[Dataset entries]
--- START ---
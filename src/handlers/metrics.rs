use crate::app_state::AppState;
use axum::{extract::State, http::StatusCode, response::IntoResponse};

/// Handler for the `/metrics` endpoint.
///
/// Returns metrics in Prometheus text format for scraping; empty when the
/// no-op backend is configured.
pub async fn metrics_handler(State(app_state): State<AppState>) -> impl IntoResponse {
    // ---
    (
        StatusCode::OK,
        [("content-type", "text/plain; version=0.0.4; charset=utf-8")],
        app_state.metrics().render(),
    )
}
--- END ---
**Work required:** Return each full line of the entries that contains the word "StatusCode".

**Response box:**
use axum::{extract::State, http::StatusCode, response::IntoResponse};
        StatusCode::OK,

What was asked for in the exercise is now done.